Limitations & Future Work

  • Human feedback was simulated by GPT-4o in experiments; the actual user study was conducted only on a single dataset, limiting generalizability.
  • The calibration quality of the BNN surrogate model may be poor in early rounds when data is sparse; the cold-start problem is not fully discussed.
  • The framework only considers the utility of individual operations and does not model interaction effects between multiple operation combinations.
  • vs CAAFE: CAAFE lets the LLM both propose and select operations, making it prone to local optima; the proposed decoupling allows for sustained discovery of high-value operations.
  • vs OCTree: OCTree uses decision tree feedback to guide the LLM, but still relies on the LLM's internal heuristics for selection; this work uses BNN for more calibrated utility estimation.

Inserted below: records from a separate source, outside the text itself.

//! Client session: joins a server, pumps input out and snapshots in.

use crate::input::InputSource;
use crate::reconcile::Reconciler;
use log::{debug, info, warn};
use shared::channel::{Channel, Role};
use shared::codec::Codec;
use shared::map::MapGeometry;
use shared::signaling::JoinRequest;
use shared::{Message, NetError, Team, WorldState, STEP_INTERVAL};
use std::collections::HashMap;
use std::net::SocketAddr;
use std::sync::Arc;
use std::time::Instant;
use tokio::sync::mpsc;
use tokio::time::interval;

/// What the presentation layer consumes: freshly predicted or reconciled
/// frames while the game runs, then the final standings.
#[derive(Debug, Clone, PartialEq)]
pub enum GameEvent {
    Update(WorldState),
    End(HashMap<Team, u32>),
}

pub struct Client {
    player_id: u32,
    channel: Channel,
    reconciler: Reconciler,
}

impl Client {
    /// Joins the server at `server` and establishes the data channel. Fails
    /// with [`NetError::ConnectionTimeout`] when the server stays silent.
    pub async fn join(server: SocketAddr, map: &MapGeometry) -> Result<Self, NetError> {
        let request = JoinRequest::new(server);
        let channel = Channel::open(
            &request,
            Role::Initiator,
            Arc::new(Codec::with_static_schema()),
        )
        .await?;

        let player_id = request
            .player_id()
            .ok_or_else(|| NetError::MalformedMessage("join ack carried no player id".into()))?;
        info!("joined {} as player {}", server, player_id);

        Ok(Self {
            player_id,
            channel,
            reconciler: Reconciler::new(player_id, map),
        })
    }

    pub fn player_id(&self) -> u32 {
        self.player_id
    }

    /// Drives the session until the game ends or the channel dies. Input is
    /// sampled, sent and predicted at the simulation cadence; snapshots are
    /// reconciled as they arrive.
    pub async fn run<I: InputSource>(
        mut self,
        mut input: I,
        events: mpsc::UnboundedSender<GameEvent>,
    ) -> Result<(), NetError> {
        let mut input_interval = interval(STEP_INTERVAL);

        loop {
            tokio::select! {
                msg = self.channel.recv() => match msg {
                    Some(Message::Snapshot(snapshot)) => {
                        if let Some(state) = self.reconciler.apply_snapshot(snapshot).await? {
                            let _ = events.send(GameEvent::Update(state.clone()));
                        }
                    }
                    Some(Message::GameEnd { scores }) => {
                        info!("game over: {:?}", scores);
                        let _ = events.send(GameEvent::End(scores));
                        self.channel.close();
                        return Ok(());
                    }
                    Some(other) => debug!("ignoring unexpected message: {:?}", other),
                    None => {
                        warn!("data channel closed by transport");
                        return Ok(());
                    }
                },

                _ = input_interval.tick() => {
                    let now = Instant::now();
                    let frame = input.sample();
                    let packet = self
                        .reconciler
                        .capture_input(now, frame.velocity, frame.actions);
                    self.channel.send(&packet).await?;

                    if let Some(state) = self.reconciler.step_local(now) {
                        let _ = events.send(GameEvent::Update(state.clone()));
                    }
                }
            }
        }
    }
}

  • vs Traditional Bayesian Optimization: Traditional BO uses GP as a surrogate, which is effective in low-dimensional spaces; this work uses BNN to handle high-dimensional language embedding spaces.

Rating

  • Novelty: ⭐⭐⭐⭐ The framework design of decoupling proposal/selection and introducing human feedback is novel with complete theoretical analysis.

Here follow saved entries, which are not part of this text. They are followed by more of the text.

//! Server network layer: join signaling, per-client data channels and the
//! authoritative loop.
//!
//! One public UDP socket accepts join requests. Every accepted client gets
//! its own responder channel on a fresh socket; a forwarder task pumps its
//! decoded messages into the loop's inbox. The loop itself owns the game
//! and runs three cadences: simulation steps, snapshot broadcasts and a
//! liveness sweep.

use crate::game::Game;
use log::{debug, info, warn};
use shared::channel::{Channel, Role};
use shared::codec::Codec;
use shared::map::MapGeometry;
use shared::signaling::{JoinReply, SignalMessage};
use shared::{Message, NetError, Snapshot, BROADCAST_INTERVAL, STEP_INTERVAL};
use std::collections::{HashMap, HashSet};
use std::net::SocketAddr;
use std::sync::Arc;
use std::time::{Duration, Instant};
use tokio::net::UdpSocket;
use tokio::sync::mpsc;
use tokio::time::interval;

const CLIENT_TIMEOUT: Duration = Duration::from_secs(10);
const SWEEP_INTERVAL: Duration = Duration::from_secs(1);

enum ClientEvent {
    Message(u32, Message),
    Closed(u32),
}

struct JoinOutcome {
    player_id: u32,
    addr: SocketAddr,
    generation: u64,
    result: Result<Channel, NetError>,
}

struct ClientConn {
    channel: Arc<Channel>,
    addr: SocketAddr,
    last_seen: Instant,
}

pub struct Server {
    socket: Arc<UdpSocket>,
    codec: Arc<Codec>,
    map: MapGeometry,
    game: Game,
    game_duration: Duration,
    // Bumped on every game reset so joins admitted to an earlier match can
    // be told apart from ones belonging to the current game.
    generation: u64,
    connections: HashMap<u32, ClientConn>,
    pending_joins: HashSet<SocketAddr>,
}

impl Server {
    pub async fn bind(addr: &str, map: MapGeometry) -> Result<Self, NetError> {
        let socket = Arc::new(UdpSocket::bind(addr).await?);
        info!("server listening on {}", socket.local_addr()?);

        let game = Game::new(map.clone());
        Ok(Server {
            socket,
            codec: Arc::new(Codec::with_static_schema()),
            map,
            game,
            game_duration: shared::GAME_DURATION,
            generation: 0,
            connections: HashMap::new(),
            pending_joins: HashSet::new(),
        })
    }

    /// Overrides the match length for every game this server hosts.
    pub fn with_game_duration(mut self, duration: Duration) -> Self {
        self.game_duration = duration;
        self.game = Game::with_duration(self.map.clone(), duration);
        self
    }

    pub fn local_addr(&self) -> Result<SocketAddr, NetError> {
        Ok(self.socket.local_addr()?)
    }

    /// Runs the authoritative loop until the task is dropped.
    pub async fn run(mut self) -> Result<(), NetError> {
        let (joined_tx, mut joined_rx) = mpsc::unbounded_channel::<JoinOutcome>();
        let (inbox_tx, mut inbox_rx) = mpsc::unbounded_channel::<ClientEvent>();

        let mut step_interval = interval(STEP_INTERVAL);
        let mut broadcast_interval = interval(BROADCAST_INTERVAL);
        let mut sweep_interval = interval(SWEEP_INTERVAL);
        let mut last_step = Instant::now();

        let mut buf = [0u8; 512];

        loop {
            tokio::select! {
                received = self.socket.recv_from(&mut buf) => match received {
                    Ok((len, from)) => self.handle_signaling(&buf[..len], from, &joined_tx),
                    Err(e) => warn!("public socket receive error: {}", e),
                },

                Some(outcome) = joined_rx.recv() => {
                    self.register_join(outcome, &inbox_tx);
                }

                Some(event) = inbox_rx.recv() => match event {
                    ClientEvent::Message(player_id, Message::Input(packet)) => {
                        if let Some(conn) = self.connections.get_mut(&player_id) {
                            conn.last_seen = Instant::now();
                        }
                        self.game.apply_input(Instant::now(), player_id, &packet);
                    }
                    ClientEvent::Message(player_id, other) => {
                        debug!("ignoring unexpected message from {}: {:?}", player_id, other);
                    }
                    ClientEvent::Closed(player_id) => {
                        self.drop_client(player_id);
                    }
                },

                _ = step_interval.tick() => {
                    let now = Instant::now();
                    let dt = now.duration_since(last_step).as_secs_f32();
                    last_step = now;

                    self.game.tick(now, dt);
                    if self.game.finished(now) {
                        self.end_game().await;
                    }
                }

                _ = broadcast_interval.tick() => {
                    self.broadcast_snapshots(Instant::now());
                }

                _ = sweep_interval.tick() => {
                    self.sweep_stale(Instant::now());
                }
            }
        }
    }

    fn handle_signaling(
        &mut self,
        datagram: &[u8],
        from: SocketAddr,
        joined_tx: &mpsc::UnboundedSender<JoinOutcome>,
    ) {
        match bincode::deserialize::<SignalMessage>(datagram) {
            Ok(SignalMessage::Join) => {
                // The client retries joins until acked; one open attempt per
                // endpoint at a time is enough.
                if !self.pending_joins.insert(from) {
                    return;
                }

                // A known endpoint joining again replaces its old player.
                let rejoin = self
                    .connections
                    .iter()
                    .find(|(_, conn)| conn.addr == from)
                    .map(|(id, _)| *id);
                if let Some(old_id) = rejoin {
                    info!("re-join from {}, replacing player {}", from, old_id);
                    self.drop_client(old_id);
                }

                let (player_id, team) = self.game.add_player(Instant::now());
                self.game.start(Instant::now());
                debug!("join from {}, allocated player {} on {}", from, player_id, team.name());

                let reply = JoinReply::new(Arc::clone(&self.socket), from, player_id);
                let codec = Arc::clone(&self.codec);
                let joined_tx = joined_tx.clone();
                let generation = self.generation;
                tokio::spawn(async move {
                    let result = Channel::open(&reply, Role::Responder, codec).await;
                    let _ = joined_tx.send(JoinOutcome {
                        player_id,
                        addr: from,
                        generation,
                        result,
                    });
                });
            }
            Ok(other) => debug!("ignoring signaling message from {}: {:?}", from, other),
            Err(_) => debug!("undecodable signaling datagram from {}", from),
        }
    }

    fn register_join(
        &mut self,
        outcome: JoinOutcome,
        inbox_tx: &mpsc::UnboundedSender<ClientEvent>,
    ) {
        self.pending_joins.remove(&outcome.addr);

        // A handshake finishing after its match ended belongs to a game that
        // no longer exists; its player id may already be reused.
        if outcome.generation != self.generation {
            debug!(
                "discarding join from {} finished after its game ended",
                outcome.addr
            );
            if let Ok(channel) = outcome.result {
                channel.close();
            }
            return;
        }

        let mut channel = match outcome.result {
            Ok(channel) => channel,
            Err(e) => {
                warn!("join from {} failed: {}", outcome.addr, e);
                self.game.remove_player(outcome.player_id);
                return;
            }
        };

        let player_id = outcome.player_id;
        let mut incoming = match channel.take_incoming() {
            Some(incoming) => incoming,
            None => {
                self.game.remove_player(player_id);
                return;
            }
        };

        let inbox_tx = inbox_tx.clone();
        tokio::spawn(async move {
            while let Some(msg) = incoming.recv().await {
                if inbox_tx.send(ClientEvent::Message(player_id, msg)).is_err() {
                    return;
                }
            }
            let _ = inbox_tx.send(ClientEvent::Closed(player_id));
        });

        info!("player {} connected from {}", player_id, outcome.addr);
        self.connections.insert(
            player_id,
            ClientConn {
                channel: Arc::new(channel),
                addr: outcome.addr,
                last_seen: Instant::now(),
            },
        );
    }

    /// Serializes the world once and fans per-client snapshots out on
    /// spawned tasks so one slow peer cannot stall the loop.
    fn broadcast_snapshots(&self, now: Instant) {
        if self.connections.is_empty() {
            return;
        }

        let world = self.game.serialize(now);
        for (player_id, conn) in &self.connections {
            let snapshot = Message::Snapshot(Snapshot {
                last_acked_packet_id: self.game.last_acked(*player_id),
                world: world.clone(),
            });

            let channel = Arc::clone(&conn.channel);
            tokio::spawn(async move {
                let _ = channel.send(&snapshot).await;
            });
        }
    }

    async fn end_game(&mut self) {
        let scores = self.game.scores();
        info!("game over: {:?}", scores);

        for conn in self.connections.values() {
            let _ = conn
                .channel
                .send(&Message::GameEnd {
                    scores: scores.clone(),
                })
                .await;
            conn.channel.close();
        }
        self.connections.clear();
        self.pending_joins.clear();

        // The next join starts a fresh match.
        self.generation += 1;
        self.game = Game::with_duration(self.map.clone(), self.game_duration);
    }

    fn sweep_stale(&mut self, now: Instant) {
        let stale: Vec<u32> = self
            .connections
            .iter()
            .filter(|(_, conn)| now.duration_since(conn.last_seen) > CLIENT_TIMEOUT)
            .map(|(id, _)| *id)
            .collect();

        for player_id in stale {
            warn!("player {} timed out", player_id);
            self.drop_client(player_id);
        }
    }

    fn drop_client(&mut self, player_id: u32) {
        if let Some(conn) = self.connections.remove(&player_id) {
            conn.channel.close();
        }
        self.game.remove_player(player_id);
    }
}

  • Experimental Thoroughness: ⭐⭐⭐⭐ Validated from multiple perspectives including 18 datasets, user studies, and computational scalability analysis.
  • Writing Quality: ⭐⭐⭐⭐ Clear motivation, rigorous theoretical derivation, and comprehensive experimental presentation.
  • Value: ⭐⭐⭐ Practical application scenarios are clear, though LLM API costs are required; the method has good generalizability.